Miuccia Prada and Raf Simons make a captivating return, offering a fresh take on masculinity—liberated and rediscovering the essence.
At the Fondazione Prada, a grand silver structure sets the stage for the new season. Accompanied by rock music featuring Nine Inch Nails’ “Closer,” the Prada man confidently moves down the runway, inviting us to join in the experience. Suddenly, a viscous liquid descends from the ceiling—an embodiment of Miuccia Prada and Raf Simons’ fluid exploration.
Beginning with the simplicity of the white shirt, the collection introduces the concept of expansion. It amplifies an idea, creating a paradox between the silhouette and materiality, challenging the traditional lines of masculine suiting with inherent flexibility.
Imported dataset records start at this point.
//! Short-lived user notifications, e.g. a failed ranking fetch.

use std::collections::VecDeque;
use std::time::Duration;
use tokio::time::Instant;

#[derive(Debug, Clone, Copy, PartialEq, Eq)]
pub enum ToastKind {
    Info,
    Error,
}

#[derive(Debug, Clone, PartialEq, Eq)]
pub struct Toast {
    pub id: u64,
    pub message: String,
    pub kind: ToastKind,
    pub expires_at: Instant,
}

impl Toast {
    pub fn is_expired(&self, now: Instant) -> bool {
        now >= self.expires_at
    }
}

#[derive(Debug, Clone)]
pub struct ToastQueue {
    lifetime: Duration,
    next_id: u64,
    toasts: VecDeque<Toast>,
}

impl ToastQueue {
    pub fn new(lifetime: Duration) -> Self {
        Self {
            lifetime,
            next_id: 0,
            toasts: VecDeque::new(),
        }
    }

    pub fn push(&mut self, message: impl Into<String>, kind: ToastKind) -> u64 {
        self.push_at(message, kind, Instant::now())
    }

    pub fn push_at(
        &mut self,
        message: impl Into<String>,
        kind: ToastKind,
        now: Instant,
    ) -> u64 {
        let id = self.next_id;
        self.next_id += 1;
        self.toasts.push_back(Toast {
            id,
            message: message.into(),
            kind,
            expires_at: now + self.lifetime,
        });
        id
    }

    /// Drop expired toasts. Returns how many were removed.
    pub fn prune(&mut self, now: Instant) -> usize {
        let before = self.toasts.len();
        self.toasts.retain(|toast| !toast.is_expired(now));
        before - self.toasts.len()
    }

    pub fn dismiss(&mut self, id: u64) -> bool {
        let before = self.toasts.len();
        self.toasts.retain(|toast| toast.id != id);
        before != self.toasts.len()
    }

    /// Live toasts in push order.
    pub fn active(&self) -> impl Iterator<Item = &Toast> {
        self.toasts.iter()
    }

    pub fn len(&self) -> usize {
        self.toasts.len()
    }

    pub fn is_empty(&self) -> bool {
        self.toasts.is_empty()
    }
}

#[cfg(test)]
mod tests {
    use super::*;

    #[test]
    fn toasts_expire_after_lifetime() {
        let mut queue = ToastQueue::new(Duration::from_millis(3_000));
        let start = Instant::now();

        let first = queue.push_at("first", ToastKind::Error, start);
        let second = queue.push_at(
            "second",
            ToastKind::Info,
            start + Duration::from_millis(1_000),
        );
        assert!(second > first);

        assert_eq!(queue.prune(start + Duration::from_millis(2_999)), 0);
        assert_eq!(queue.prune(start + Duration::from_millis(3_000)), 1);

        let messages: Vec<_> =
            queue.active().map(|toast| toast.message.as_str()).collect();
        assert_eq!(messages, ["second"]);
    }

    #[test]
    fn dismiss_by_id() {
        let mut queue = ToastQueue::new(Duration::from_secs(3));
        let id = queue.push("gone", ToastKind::Info);
        assert!(queue.dismiss(id));
        assert!(!queue.dismiss(id));
        assert!(queue.is_empty());
    }
}
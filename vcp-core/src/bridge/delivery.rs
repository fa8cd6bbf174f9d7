//! Best-effort delivery of a single command into the embedded frame.
//!
//! Two independent paths race for every command:
//!
//! * the load path, armed only when the frame is still loading, posts shortly
//!   after the frame's `load` event unless that event arrives after the
//!   deadline;
//! * the polling path re-locates the frame every interval and posts as soon
//!   as the frame accepts, giving up after a fixed number of attempts.
//!
//! Both may deliver. Every command is idempotent on the receiving side so a
//! duplicate is harmless.

use futures::future::BoxFuture;
use log::{debug, trace};
use std::sync::Arc;
use std::time::Duration;
use tokio::time::Timeout;
use vcp_config::{BridgeConfig, RuntimeConfig};
use vcp_contracts::{CommandChannel, EmbedFrame, OutboundCommand};

#[derive(Debug, Clone, PartialEq, Eq)]
pub struct DeliveryPolicy {
    pub frame_id: String,
    pub retry_interval: Duration,
    pub max_attempts: u32,
    pub load_deadline: Duration,
    pub post_load_delay: Duration,
}

impl DeliveryPolicy {
    pub fn from_config(config: &BridgeConfig) -> Self {
        Self {
            frame_id: config.frame_id.clone(),
            retry_interval: config.retry_interval(),
            max_attempts: config.max_attempts,
            load_deadline: config.load_deadline(),
            post_load_delay: config.post_load_delay(),
        }
    }

    /// Policy with runtime overrides applied on top of the loaded config.
    pub fn from_runtime(runtime: &RuntimeConfig) -> Self {
        let bridge = &runtime.base().bridge;
        Self {
            frame_id: bridge.frame_id.clone(),
            retry_interval: Duration::from_millis(runtime.retry_interval_ms()),
            max_attempts: runtime.max_attempts(),
            load_deadline: Duration::from_millis(runtime.load_deadline_ms()),
            post_load_delay: bridge.post_load_delay(),
        }
    }
}

impl Default for DeliveryPolicy {
    fn default() -> Self {
        Self::from_config(&BridgeConfig::default())
    }
}

/// How a delivery task ended. Only used for logging and tests.
#[derive(Debug, Clone, Copy, PartialEq, Eq)]
pub enum DeliveryOutcome {
    Delivered { attempts: u32 },
    Exhausted,
    Stale,
}

/// Wait for a load that was armed when the command was issued.
///
/// `load` must be created synchronously in the caller so a `load` event
/// firing before this task first runs is not missed, and so the deadline
/// counts from the call.
pub(crate) fn arm_load(
    frame: &dyn EmbedFrame,
    deadline: Duration,
) -> Timeout<BoxFuture<'static, ()>> {
    tokio::time::timeout(deadline, frame.next_load())
}

/// Post `command` once the armed `load` fires.
pub(crate) async fn post_after_load(
    frame: Arc<dyn EmbedFrame>,
    load: Timeout<BoxFuture<'static, ()>>,
    policy: DeliveryPolicy,
    command: OutboundCommand,
) -> DeliveryOutcome {
    if load.await.is_err() {
        debug!(
            "[Bridge] Dropping stale '{}' command: frame did not load within {:?}",
            command.kind(),
            policy.load_deadline
        );
        return DeliveryOutcome::Stale;
    }

    tokio::time::sleep(policy.post_load_delay).await;
    match frame.post(&command) {
        Ok(()) => {
            trace!("[Bridge] '{}' delivered after load", command.kind());
            DeliveryOutcome::Delivered { attempts: 1 }
        }
        Err(err) => {
            debug!(
                "[Bridge] '{}' post after load failed: {}",
                command.kind(),
                err
            );
            DeliveryOutcome::Exhausted
        }
    }
}

/// Poll for the frame and post `command` as soon as it is accepted.
pub(crate) async fn poll_until_posted(
    channel: Arc<dyn CommandChannel>,
    policy: DeliveryPolicy,
    command: OutboundCommand,
) -> DeliveryOutcome {
    for attempt in 1..=policy.max_attempts {
        tokio::time::sleep(policy.retry_interval).await;

        let Some(frame) = channel.locate(&policy.frame_id) else {
            continue;
        };
        match frame.post(&command) {
            Ok(()) => {
                trace!(
                    "[Bridge] '{}' delivered on attempt {}",
                    command.kind(),
                    attempt
                );
                return DeliveryOutcome::Delivered { attempts: attempt };
            }
            Err(err) => {
                trace!(
                    "[Bridge] '{}' attempt {} failed: {}",
                    command.kind(),
                    attempt,
                    err
                );
            }
        }
    }

    debug!(
        "[Bridge] Giving up on '{}' after {} attempts",
        command.kind(),
        policy.max_attempts
    );
    DeliveryOutcome::Exhausted
}
//! Core data model definitions shared across vcp crates.
#![allow(missing_docs)]

pub mod category;
pub mod entry;
pub mod error;
pub mod format;
pub mod ids;
pub mod track;

// Intentionally curated re-exports for downstream consumers.
pub use category::RankingCategory;
pub use entry::{CategoryRanking, PlaylistEntry};
pub use error::{ModelError, Result as ModelResult};
pub use format::format_duration;
pub use ids::VideoId;
pub use track::Track;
Tailoring elements evolve the notion of expansion into intricate three-dimensional embellishments adorning shirts. The concept of floral prints is reinvented through the application of bouquets and fringe. Utilitarian pockets shed their practical purpose, instead becoming decorative elements. Vests transform into expedition garments, featuring an abundance of pockets.
Prada SS24 represents the emancipation of the classic suit, liberating masculinity itself. The ultimate aim is to foster constant awareness of the inner body and its freedom. Achieving this liberation, as Miuccia shared backstage at the fashion show, can be a challenging endeavor for both designers. Nonetheless, this creative duo has demonstrated their expertise in imbuing the male wardrobe with a newfound lightness.
In this collection, Miuccia Prada and Raf Simons present a proposal that celebrates a liberated masculinity, embracing the essential while pushing boundaries and embracing fluidity.